If you have made an immigration application or have claimed asylum you may have to report (sign) at the Home Office at a specified time each week, two weeks, or month or sometimes less regularly than this.
If you are asked to report, this is usually at the nearest immigration office to you – either a branch of the Home Office, or an immigration desk at a nearby police station. At these appointments, you may just be asked to sign your name. Sometimes, the immigration officer may ask you questions. Although the appointment might only last a matter of minutes, you are also at risk of being detained at one of these appointments.
Why do we have to report?
Immigration laws mean that the Home Office must apply at least one kind of “restriction” on your life in the UK, until your case is concluded. If you break any of these restrictions, it can be used against you in your legal case.

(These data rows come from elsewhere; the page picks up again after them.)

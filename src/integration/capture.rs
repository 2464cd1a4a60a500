//! Per-camera acquisition threads with a per-tick rendezvous.

use std::collections::BTreeMap;
use std::fmt::Display;
use std::thread;
use std::time::{Duration, Instant};

use crossbeam_channel::{Receiver, RecvTimeoutError, Sender, TryRecvError, TrySendError, bounded};
use tracing::{debug, info, warn};

use crate::error::Result;
use crate::integration::detector::DetectionSource;
use crate::tracker::Detection;

type Reply = std::result::Result<Vec<Detection>, String>;

struct CameraWorker {
    camera: usize,
    requests: Sender<u64>,
    replies: Receiver<(u64, Reply)>,
    next_seq: u64,
    /// Request still being served after its tick gave up on it
    outstanding: Option<u64>,
    alive: bool,
}

impl CameraWorker {
    /// Discard answers to requests whose tick already timed out.
    fn drain_late_replies(&mut self) {
        loop {
            match self.replies.try_recv() {
                Ok((seq, _)) => {
                    if self.outstanding == Some(seq) {
                        self.outstanding = None;
                    }
                    debug!(camera = self.camera, seq, "discarding late frame");
                }
                Err(TryRecvError::Empty) => break,
                Err(TryRecvError::Disconnected) => {
                    info!(camera = self.camera, "camera stopped");
                    self.alive = false;
                    break;
                }
            }
        }
    }
}

/// Runs each [`DetectionSource`] on its own thread.
///
/// [`CaptureHub::collect`] asks every live camera for a frame and waits at
/// most `timeout` for the answers. Cameras that fail, time out or have
/// stopped are left out of that tick. A camera that timed out gets no new
/// request until its late answer arrives, and that answer is dropped so a
/// frame never lands in a later tick.
pub struct CaptureHub {
    workers: Vec<CameraWorker>,
    timeout: Duration,
}

impl CaptureHub {
    pub fn new(timeout: Duration) -> Self {
        Self {
            workers: Vec::new(),
            timeout,
        }
    }

    pub fn spawn<D>(&mut self, camera: usize, mut source: D) -> Result<()>
    where
        D: DetectionSource + Send + 'static,
        D::Error: Display,
    {
        let (request_tx, request_rx) = bounded::<u64>(1);
        let (reply_tx, reply_rx) = bounded::<(u64, Reply)>(1);

        thread::Builder::new()
            .name(format!("camera-{camera}"))
            .spawn(move || {
                while let Ok(seq) = request_rx.recv() {
                    let reply = source.detect().map_err(|e| e.to_string());
                    if reply_tx.send((seq, reply)).is_err() {
                        break;
                    }
                    if source.is_finished() {
                        debug!(camera, "detection source finished");
                        break;
                    }
                }
            })?;

        info!(camera, "camera capture started");
        self.workers.push(CameraWorker {
            camera,
            requests: request_tx,
            replies: reply_rx,
            next_seq: 0,
            outstanding: None,
            alive: true,
        });
        Ok(())
    }

    pub fn cameras(&self) -> impl Iterator<Item = usize> + '_ {
        self.workers.iter().map(|w| w.camera)
    }

    pub fn live_cameras(&self) -> usize {
        self.workers.iter().filter(|w| w.alive).count()
    }

    /// Gather one frame per live camera.
    pub fn collect(&mut self) -> BTreeMap<usize, Vec<Detection>> {
        let mut asked = Vec::with_capacity(self.workers.len());

        for (idx, worker) in self.workers.iter_mut().enumerate() {
            if !worker.alive {
                continue;
            }
            worker.drain_late_replies();
            if !worker.alive {
                continue;
            }
            if let Some(seq) = worker.outstanding {
                debug!(camera = worker.camera, seq, "camera still busy with an earlier frame");
                continue;
            }

            let seq = worker.next_seq;
            match worker.requests.try_send(seq) {
                Ok(()) => {
                    worker.next_seq += 1;
                    worker.outstanding = Some(seq);
                    asked.push((idx, seq));
                }
                Err(TrySendError::Full(_)) => {
                    warn!(camera = worker.camera, "camera request queue is full");
                }
                Err(TrySendError::Disconnected(_)) => {
                    info!(camera = worker.camera, "camera stopped");
                    worker.alive = false;
                }
            }
        }

        let deadline = Instant::now() + self.timeout;
        let mut frames = BTreeMap::new();
        for (idx, expected) in asked {
            let worker = &mut self.workers[idx];
            loop {
                match worker.replies.recv_deadline(deadline) {
                    Ok((seq, reply)) if seq == expected => {
                        worker.outstanding = None;
                        match reply {
                            Ok(detections) => {
                                frames.insert(worker.camera, detections);
                            }
                            Err(e) => {
                                warn!(camera = worker.camera, error = %e, "failed to read from camera")
                            }
                        }
                        break;
                    }
                    Ok((seq, _)) => {
                        debug!(camera = worker.camera, seq, "discarding late frame");
                    }
                    Err(RecvTimeoutError::Timeout) => {
                        warn!(camera = worker.camera, "camera did not deliver a frame in time");
                        break;
                    }
                    Err(RecvTimeoutError::Disconnected) => {
                        info!(camera = worker.camera, "camera stopped");
                        worker.alive = false;
                        break;
                    }
                }
            }
        }
        frames
    }
}
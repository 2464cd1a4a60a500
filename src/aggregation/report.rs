use std::collections::BTreeMap;

use chrono::{DateTime, Local, TimeZone};
use serde::Serialize;

/// Statistics emitted once per reporting cycle.
#[derive(Debug, Clone, PartialEq, Serialize)]
pub struct AggregatedRecord {
    /// Unix time in seconds of the tick that triggered the report
    pub timestamp: f64,
    /// Vehicles visible across all cameras on that tick
    pub interval_vehicle_count: usize,
    /// Camera sequence (`"0 -> 1"`) to number of vehicles on that tick
    pub direction_counts: BTreeMap<String, usize>,
    /// Distinct vehicles with a direction in the last hour
    pub total_vehicles_per_hour: usize,
    /// Distinct vehicles seen in the last hour
    pub unique_vehicles_per_hour: usize,
}

impl AggregatedRecord {
    /// `"0 -> 1: 2, 1 -> 0: 1"`, empty when no vehicle changed camera.
    pub fn direction_summary(&self) -> String {
        self.direction_counts
            .iter()
            .map(|(direction, count)| format!("{direction}: {count}"))
            .collect::<Vec<_>>()
            .join(", ")
    }

    pub fn local_time(&self) -> Option<DateTime<Local>> {
        let secs = self.timestamp.floor();
        let nanos = ((self.timestamp - secs) * 1e9) as u32;
        Local.timestamp_opt(secs as i64, nanos).single()
    }

    /// Local wall-clock time as `%Y-%m-%d %H:%M:%S`.
    pub fn formatted_timestamp(&self) -> String {
        match self.local_time() {
            Some(t) => t.format("%Y-%m-%d %H:%M:%S").to_string(),
            None => format!("{:.3}", self.timestamp),
        }
    }
}
//! Trait for per-camera detection feeds.

use crate::tracker::Detection;

/// Trait for object detection feeds.
///
/// Implement this trait to connect one camera's detector to the pipeline.
/// Each call yields the boxes of the camera's current frame.
///
/// # Example
///
/// ```ignore
/// use roadscout::Detection;
/// use roadscout::integration::DetectionSource;
///
/// struct MyCamera {
///     // Capture handle and model here
/// }
///
/// impl DetectionSource for MyCamera {
///     type Error = std::io::Error;
///
///     fn detect(&mut self) -> Result<Vec<Detection>, Self::Error> {
///         // Grab a frame, run inference and return the boxes
///         Ok(vec![])
///     }
/// }
/// ```
pub trait DetectionSource {
    /// Error type for read or inference failures.
    type Error;

    /// Read the next frame and return its detections.
    ///
    /// An error drops this camera from the current tick only.
    fn detect(&mut self) -> Result<Vec<Detection>, Self::Error>;

    /// Whether the feed has ended; no further frames will be requested.
    fn is_finished(&self) -> bool {
        false
    }
}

These restrictions, known as a “condition” might include being banned from working or studying, or having to live at a set address. The most common condition is being made to report at a Home office Reporting Centre on a regular basis.
During the Covid-19 pandemic, reporting requirements have been paused for many people and largely reduced for others. Now that the lockdown measures are relaxing, the Home Office is starting to ask people to report again.

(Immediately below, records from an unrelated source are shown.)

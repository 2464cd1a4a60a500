//! Recorded detections played back as camera feeds.
//!
//! The input is JSON lines, one camera frame per line:
//!
//! ```text
//! {"camera": 0, "frame": 0, "detections": [{"x1": 10, "y1": 20, "x2": 60, "y2": 80, "confidence": 0.9, "class_id": 2}]}
//! {"camera": 1, "frame": 0, "detections": []}
//! ```
//!
//! `track_id` may be given per detection for pre-tracked boxes.

use std::collections::{BTreeMap, VecDeque};
use std::convert::Infallible;
use std::fs::File;
use std::io::{BufRead, BufReader};
use std::path::Path;

use serde::Deserialize;

use crate::error::{Error, Result};
use crate::integration::builder::DetectionBuilder;
use crate::integration::detector::DetectionSource;
use crate::tracker::Detection;

#[derive(Debug, Deserialize)]
struct ReplayFrame {
    camera: usize,
    #[serde(default)]
    frame: u64,
    #[serde(default)]
    detections: Vec<ReplayBox>,
}

#[derive(Debug, Deserialize)]
struct ReplayBox {
    x1: f32,
    y1: f32,
    x2: f32,
    y2: f32,
    confidence: f32,
    class_id: i64,
    #[serde(default)]
    track_id: Option<u64>,
}

impl From<ReplayBox> for Detection {
    fn from(b: ReplayBox) -> Self {
        DetectionBuilder::new()
            .tlbr(b.x1, b.y1, b.x2, b.y2)
            .confidence(b.confidence)
            .class_id(b.class_id)
            .track_id(b.track_id)
            .build()
    }
}

/// One camera's recorded frames, handed out in order.
#[derive(Debug, Clone, Default)]
pub struct ReplaySource {
    camera: usize,
    frames: VecDeque<Vec<Detection>>,
}

impl ReplaySource {
    pub fn new(camera: usize, frames: Vec<Vec<Detection>>) -> Self {
        Self {
            camera,
            frames: frames.into(),
        }
    }

    /// Read a recording and split it into one source per camera, each
    /// ordered by frame number.
    pub fn from_path(path: impl AsRef<Path>) -> Result<BTreeMap<usize, ReplaySource>> {
        let file = File::open(path)?;
        Self::from_reader(BufReader::new(file))
    }

    pub fn from_reader(reader: impl BufRead) -> Result<BTreeMap<usize, ReplaySource>> {
        let mut per_camera: BTreeMap<usize, Vec<(u64, Vec<Detection>)>> = BTreeMap::new();
        for (idx, line) in reader.lines().enumerate() {
            let line = line?;
            if line.trim().is_empty() {
                continue;
            }
            let frame: ReplayFrame = serde_json::from_str(&line).map_err(|source| Error::Replay {
                line: idx + 1,
                source,
            })?;
            let detections = frame.detections.into_iter().map(Detection::from).collect();
            per_camera
                .entry(frame.camera)
                .or_default()
                .push((frame.frame, detections));
        }

        Ok(per_camera
            .into_iter()
            .map(|(camera, mut frames)| {
                frames.sort_by_key(|(frame, _)| *frame);
                let frames = frames.into_iter().map(|(_, d)| d).collect();
                (camera, ReplaySource::new(camera, frames))
            })
            .collect())
    }

    pub fn camera(&self) -> usize {
        self.camera
    }

    pub fn remaining(&self) -> usize {
        self.frames.len()
    }
}

impl DetectionSource for ReplaySource {
    type Error = Infallible;

    fn detect(&mut self) -> std::result::Result<Vec<Detection>, Self::Error> {
        Ok(self.frames.pop_front().unwrap_or_default())
    }

    fn is_finished(&self) -> bool {
        self.frames.is_empty()
    }
}
use std::path::PathBuf;

use thiserror::Error;

pub type Result<T, E = Error> = std::result::Result<T, E>;

#[derive(Debug, Error)]
pub enum Error {
    #[error("failed to read settings from {path}: {source}")]
    SettingsIo {
        path: PathBuf,
        #[source]
        source: std::io::Error,
    },

    #[error("malformed settings in {path}: {source}")]
    SettingsParse {
        path: PathBuf,
        #[source]
        source: serde_json::Error,
    },

    #[error("invalid setting `{field}`: {reason}")]
    InvalidSetting { field: &'static str, reason: String },

    #[error("identity snapshot version {found} is not supported (expected {expected})")]
    UnsupportedSnapshot { found: u32, expected: u32 },

    #[error("report sink {path}: {source}")]
    Sink {
        path: PathBuf,
        #[source]
        source: std::io::Error,
    },

    #[error("replay input line {line}: {source}")]
    Replay {
        line: usize,
        #[source]
        source: serde_json::Error,
    },

    #[error(transparent)]
    Json(#[from] serde_json::Error),

    #[error(transparent)]
    Io(#[from] std::io::Error),
}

You might be able to have your reporting condition changed – or even stopped
If you already have a reporting condition, you know all about reporting, or “signing”, at the Home Office. It’s not nice. But many people have found that they can have their reporting condition changed, or even removed.
Home Office rules state that any reporting condition imposed must be appropriate according to each person’s circumstances. Also, the Home Office does not have to impose a reporting condition – there are other options available, particularly if a reporting condition is not appropriate.
Challenging your reporting condition
Migrants Organise have produced a checklist to help you see if your reporting requirements are appropriate to your situation. If the requirements aren’t appropriate, you may be able to challenge them.
They have also produced a longer guide for advisers/caseworkers who are supporting people with reporting requirements.
Worried about detention?
It’s important that you are prepared in case the Home Office use a reporting event as an opportunity to try and detain you. You can read about how to be prepared in case of this happening, and how to get people to support you when you report in the Right to Remain Toolkit: a guide to the asylum and immigration system.